→ **AIM OF THE TASK**: All lines of the records below that contain the word "Some" must be listed.

→ **AVAILABLE DATA**:
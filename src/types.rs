//! Core data types for the feedback analyzer
//!
//! Only [`FeedbackRecord`] is persisted. Sentiment results, keyword counts and
//! insights are derived on every analysis request.

use chrono::NaiveDateTime;
use serde::{Deserialize, Serialize};
use std::fmt;

/// Timestamp format used for persisted and serialized `created_at` values
pub const TIMESTAMP_FORMAT: &str = "%Y-%m-%d %H:%M:%S";

/// Unique record identifier assigned by the store
pub type RecordId = i64;

/// One stored piece of feedback
#[derive(Debug, Clone, Serialize, Deserialize, PartialEq, Eq)]
pub struct FeedbackRecord {
    pub id: RecordId,
    pub username: String,
    pub text: String,
    #[serde(with = "timestamp")]
    pub created_at: NaiveDateTime,
}

/// Projection of a record returned when listing a user's feedback
#[derive(Debug, Clone, Serialize, Deserialize, PartialEq, Eq)]
pub struct StoredFeedback {
    pub text: String,
    #[serde(with = "timestamp")]
    pub created_at: NaiveDateTime,
}

/// Binary sentiment label
#[derive(Debug, Clone, Copy, Serialize, Deserialize, PartialEq, Eq, Hash)]
#[serde(rename_all = "UPPERCASE")]
pub enum SentimentLabel {
    Positive,
    Negative,
}

impl SentimentLabel {
    /// Parse a model label, accepting the common spellings used by
    /// text-classification checkpoints
    pub fn from_model_label(label: &str) -> Option<Self> {
        match label.to_ascii_uppercase().as_str() {
            "POSITIVE" | "POS" | "LABEL_1" => Some(SentimentLabel::Positive),
            "NEGATIVE" | "NEG" | "LABEL_0" => Some(SentimentLabel::Negative),
            _ => None,
        }
    }
}

impl fmt::Display for SentimentLabel {
    fn fmt(&self, f: &mut fmt::Formatter<'_>) -> fmt::Result {
        match self {
            SentimentLabel::Positive => write!(f, "POSITIVE"),
            SentimentLabel::Negative => write!(f, "NEGATIVE"),
        }
    }
}

/// Classification of one feedback text
#[derive(Debug, Clone, Serialize, Deserialize, PartialEq)]
pub struct SentimentResult {
    pub text: String,
    #[serde(rename = "sentiment")]
    pub label: SentimentLabel,
    /// Model confidence in `[0, 1]`
    pub confidence: f32,
}

impl SentimentResult {
    pub fn new(text: impl Into<String>, label: SentimentLabel, confidence: f32) -> Self {
        Self {
            text: text.into(),
            label,
            confidence: confidence.clamp(0.0, 1.0),
        }
    }

    pub fn is_negative(&self) -> bool {
        self.label == SentimentLabel::Negative
    }
}

/// Frequency of one keyword across a user's feedback
#[derive(Debug, Clone, Serialize, Deserialize, PartialEq, Eq)]
pub struct KeywordCount {
    pub word: String,
    pub count: usize,
}

/// Suggestion derived from a keyword with negative mentions
#[derive(Debug, Clone, Serialize, Deserialize, PartialEq, Eq)]
pub struct Insight {
    pub keyword: String,
    pub suggestion: String,
    pub total_mentions: usize,
    pub negative_mentions: usize,
}

impl fmt::Display for Insight {
    fn fmt(&self, f: &mut fmt::Formatter<'_>) -> fmt::Result {
        write!(
            f,
            "{}—mentioned {} times, {} negative",
            self.suggestion, self.total_mentions, self.negative_mentions
        )
    }
}

// Serialize timestamps as `YYYY-MM-DD HH:MM:SS`
pub(crate) mod timestamp {
    use super::TIMESTAMP_FORMAT;
    use chrono::NaiveDateTime;
    use serde::{Deserialize, Deserializer, Serializer};

    pub fn serialize<S>(value: &NaiveDateTime, serializer: S) -> Result<S::Ok, S::Error>
    where
        S: Serializer,
    {
        serializer.serialize_str(&value.format(TIMESTAMP_FORMAT).to_string())
    }

    pub fn deserialize<'de, D>(deserializer: D) -> Result<NaiveDateTime, D::Error>
    where
        D: Deserializer<'de>,
    {
        let raw = String::deserialize(deserializer)?;
        NaiveDateTime::parse_from_str(&raw, TIMESTAMP_FORMAT).map_err(serde::de::Error::custom)
    }
}
//! Shared handler state and response bodies

use crate::analysis::{AnalysisOutcome, AnalysisReport};
use crate::error::FeedbackError;
use crate::service::FeedbackService;
use crate::types::StoredFeedback;
use axum::{
    http::StatusCode,
    response::{IntoResponse, Response},
    Json,
};
use serde::{Deserialize, Serialize};
use std::sync::Arc;
use tracing::{error, warn};

/// Message returned by `/analyze` when nothing is stored
pub const NO_FEEDBACK_MESSAGE: &str = "No feedback found";

/// Handler state
#[derive(Clone)]
pub struct AppState {
    pub service: Arc<FeedbackService>,
}

impl AppState {
    pub fn new(service: FeedbackService) -> Self {
        Self {
            service: Arc::new(service),
        }
    }
}

/// `/feedback/{username}` body
#[derive(Debug, Serialize, Deserialize)]
pub struct FeedbackResponse {
    pub username: String,
    pub feedback: Vec<String>,
}

/// `/stored-feedback/{username}` body
#[derive(Debug, Serialize, Deserialize)]
pub struct StoredFeedbackResponse {
    pub username: String,
    pub feedback: Vec<StoredFeedback>,
}

/// `/analyze/{username}` body
#[derive(Debug, Serialize)]
#[serde(untagged)]
pub enum AnalyzeResponse {
    Empty {
        username: String,
        analysis: &'static str,
    },
    Report {
        username: String,
        #[serde(flatten)]
        report: AnalysisReport,
    },
}

impl AnalyzeResponse {
    pub fn new(username: String, outcome: AnalysisOutcome) -> Self {
        match outcome {
            AnalysisOutcome::NoFeedback => AnalyzeResponse::Empty {
                username,
                analysis: NO_FEEDBACK_MESSAGE,
            },
            AnalysisOutcome::Report(report) => AnalyzeResponse::Report { username, report },
        }
    }
}

/// Error body
#[derive(Debug, Serialize, Deserialize)]
pub struct ErrorResponse {
    pub detail: String,
}

impl FeedbackError {
    /// HTTP status for this error kind
    pub fn status_code(&self) -> StatusCode {
        match self {
            FeedbackError::Validation(_) => StatusCode::UNPROCESSABLE_ENTITY,
            FeedbackError::Classifier(_) => StatusCode::BAD_GATEWAY,
            FeedbackError::Storage(_)
            | FeedbackError::Config(_)
            | FeedbackError::Io(_)
            | FeedbackError::Serialization(_)
            | FeedbackError::Other(_) => StatusCode::INTERNAL_SERVER_ERROR,
        }
    }
}

impl IntoResponse for FeedbackError {
    fn into_response(self) -> Response {
        let status = self.status_code();
        if status.is_server_error() {
            error!("Request failed: {}", self);
        } else {
            warn!("Rejected request: {}", self);
        }

        (
            status,
            Json(ErrorResponse {
                detail: self.to_string(),
            }),
        )
            .into_response()
    }
}

#[cfg(test)]
mod tests {
    use super::*;
    use crate::types::{KeywordCount, SentimentLabel, SentimentResult};

    #[test]
    fn test_empty_analysis_shape() {
        let body = AnalyzeResponse::new("nobody".to_string(), AnalysisOutcome::NoFeedback);
        let json = serde_json::to_value(&body).unwrap();

        assert_eq!(
            json,
            serde_json::json!({"username": "nobody", "analysis": "No feedback found"})
        );
    }

    #[test]
    fn test_report_is_flattened() {
        let report = AnalysisReport {
            sentiment_analysis: vec![SentimentResult::new(
                "slow",
                SentimentLabel::Negative,
                0.5,
            )],
            keywords: vec![KeywordCount {
                word: "slow".to_string(),
                count: 1,
            }],
            insights: vec!["x".to_string()],
        };
        let body = AnalyzeResponse::new("alice".to_string(), AnalysisOutcome::Report(report));
        let json = serde_json::to_value(&body).unwrap();

        assert_eq!(json["username"], "alice");
        assert_eq!(json["sentiment_analysis"][0]["sentiment"], "NEGATIVE");
        assert_eq!(json["keywords"][0]["count"], 1);
        assert_eq!(json["insights"][0], "x");
        assert!(json.get("analysis").is_none());
    }

    #[test]
    fn test_status_mapping() {
        assert_eq!(
            FeedbackError::Validation("bad".into()).status_code(),
            StatusCode::UNPROCESSABLE_ENTITY
        );
        assert_eq!(
            FeedbackError::Classifier("down".into()).status_code(),
            StatusCode::BAD_GATEWAY
        );
        assert_eq!(
            FeedbackError::Storage("locked".into()).status_code(),
            StatusCode::INTERNAL_SERVER_ERROR
        );
    }
}
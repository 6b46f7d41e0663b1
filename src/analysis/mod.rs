//! Feedback analysis pipeline
//!
//! Stored texts → sentiment classification → keyword frequency → insights.
//! A user with no stored feedback short-circuits before the classifier runs.

pub mod insights;
pub mod keywords;

pub use insights::{rank_insights, synthesize, SuggestionTable, DEFAULT_INSIGHT_LIMIT};
pub use keywords::{extract_top_keywords, DEFAULT_KEYWORD_LIMIT};

use crate::error::Result;
use crate::sentiment::{ensure_aligned, SentimentClassifier};
use crate::types::{KeywordCount, SentimentResult};
use serde::Serialize;
use std::collections::HashSet;
use std::sync::Arc;
use tracing::{debug, info};

/// Full analysis of one user's feedback
#[derive(Debug, Clone, Serialize, PartialEq)]
pub struct AnalysisReport {
    pub sentiment_analysis: Vec<SentimentResult>,
    pub keywords: Vec<KeywordCount>,
    pub insights: Vec<String>,
}

/// Result of analyzing a user
#[derive(Debug, Clone, PartialEq)]
pub enum AnalysisOutcome {
    /// Nothing stored for the user
    NoFeedback,
    Report(AnalysisReport),
}

/// Runs the classifier, keyword and insight stages over a batch of texts
#[derive(Clone)]
pub struct FeedbackAnalyzer {
    classifier: Arc<dyn SentimentClassifier>,
    suggestions: SuggestionTable,
    keyword_limit: usize,
    insight_limit: usize,
}

impl FeedbackAnalyzer {
    pub fn new(classifier: Arc<dyn SentimentClassifier>) -> Self {
        Self {
            classifier,
            suggestions: SuggestionTable::default(),
            keyword_limit: DEFAULT_KEYWORD_LIMIT,
            insight_limit: DEFAULT_INSIGHT_LIMIT,
        }
    }

    /// Replace the built-in suggestion table
    pub fn with_suggestions(mut self, suggestions: SuggestionTable) -> Self {
        self.suggestions = suggestions;
        self
    }

    pub fn with_limits(mut self, keyword_limit: usize, insight_limit: usize) -> Self {
        self.keyword_limit = keyword_limit;
        self.insight_limit = insight_limit;
        self
    }

    pub fn classifier(&self) -> &Arc<dyn SentimentClassifier> {
        &self.classifier
    }

    /// Analyze `texts` stored for `username`
    ///
    /// All texts are classified in a single call. Classifier failures
    /// propagate; there is no partial report.
    pub async fn analyze(&self, username: &str, texts: &[String]) -> Result<AnalysisOutcome> {
        if texts.is_empty() {
            debug!("No feedback stored for '{}', skipping analysis", username);
            return Ok(AnalysisOutcome::NoFeedback);
        }

        info!(
            "Analyzing {} feedback items for '{}' with {}",
            texts.len(),
            username,
            self.classifier.model_name()
        );

        let sentiment_analysis = self.classifier.classify(texts).await?;
        ensure_aligned(texts.len(), &sentiment_analysis)?;

        let exclude: HashSet<String> = [username.to_string()].into_iter().collect();
        let keywords = extract_top_keywords(texts, &exclude, self.keyword_limit);
        let insights = synthesize(
            &keywords,
            &sentiment_analysis,
            &self.suggestions,
            self.insight_limit,
        );

        Ok(AnalysisOutcome::Report(AnalysisReport {
            sentiment_analysis,
            keywords,
            insights,
        }))
    }
}
//! Authorization oracle: is an organization entitled to the shared store?
//!
//! The answer comes from a fixed allow-list held server-side. The in-process
//! [`AllowListOracle`] consults it directly; [`HttpOracle`] asks the
//! authorization endpoint over the wire. Both fail closed: any doubt means
//! "not authorized", never an error surfaced to routing.

use async_trait::async_trait;
use serde::Deserialize;

use crate::config::AllowList;
use crate::types::normalize_org_name;

#[async_trait]
pub trait AuthorizationOracle: Send + Sync {
    /// Whether the organization may use the shared remote store.
    async fn is_authorized(&self, org_name: &str) -> bool;
}

/// Direct allow-list membership check, for code running next to the list.
pub struct AllowListOracle {
    allow_list: AllowList,
}

impl AllowListOracle {
    pub fn new(allow_list: AllowList) -> Self {
        Self { allow_list }
    }
}

#[async_trait]
impl AuthorizationOracle for AllowListOracle {
    async fn is_authorized(&self, org_name: &str) -> bool {
        self.allow_list.contains(org_name)
    }
}

#[derive(Debug, Deserialize)]
struct AuthCheckAnswer {
    #[serde(rename = "isAuthorized")]
    is_authorized: bool,
}

/// Oracle backed by the authorization endpoint.
///
/// POSTs `{"username": ...}` and reads `isAuthorized` from the answer.
/// Transport failures, non-2xx statuses, and malformed bodies all count as
/// not authorized; the shared database is never opened on a failed check.
pub struct HttpOracle {
    client: reqwest::Client,
    endpoint: String,
}

impl HttpOracle {
    pub fn new(endpoint: impl Into<String>) -> Self {
        Self {
            client: reqwest::Client::new(),
            endpoint: endpoint.into(),
        }
    }
}

#[async_trait]
impl AuthorizationOracle for HttpOracle {
    async fn is_authorized(&self, org_name: &str) -> bool {
        let result = self
            .client
            .post(&self.endpoint)
            .json(&serde_json::json!({ "username": org_name }))
            .send()
            .await;

        let response = match result {
            Ok(response) => response,
            Err(err) => {
                tracing::warn!(org = %normalize_org_name(org_name), error = %err,
                    "authorization check unreachable, treating as not authorized");
                return false;
            }
        };

        if !response.status().is_success() {
            tracing::warn!(org = %normalize_org_name(org_name), status = %response.status(),
                "authorization check rejected, treating as not authorized");
            return false;
        }

        match response.json::<AuthCheckAnswer>().await {
            Ok(answer) => answer.is_authorized,
            Err(err) => {
                tracing::warn!(org = %normalize_org_name(org_name), error = %err,
                    "authorization check answered malformed body, treating as not authorized");
                false
            }
        }
    }
}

→ **WORKED SOLUTION**:
            "POSITIVE" | "POS" | "LABEL_1" => Some(SentimentLabel::Positive),
            "NEGATIVE" | "NEG" | "LABEL_0" => Some(SentimentLabel::Negative),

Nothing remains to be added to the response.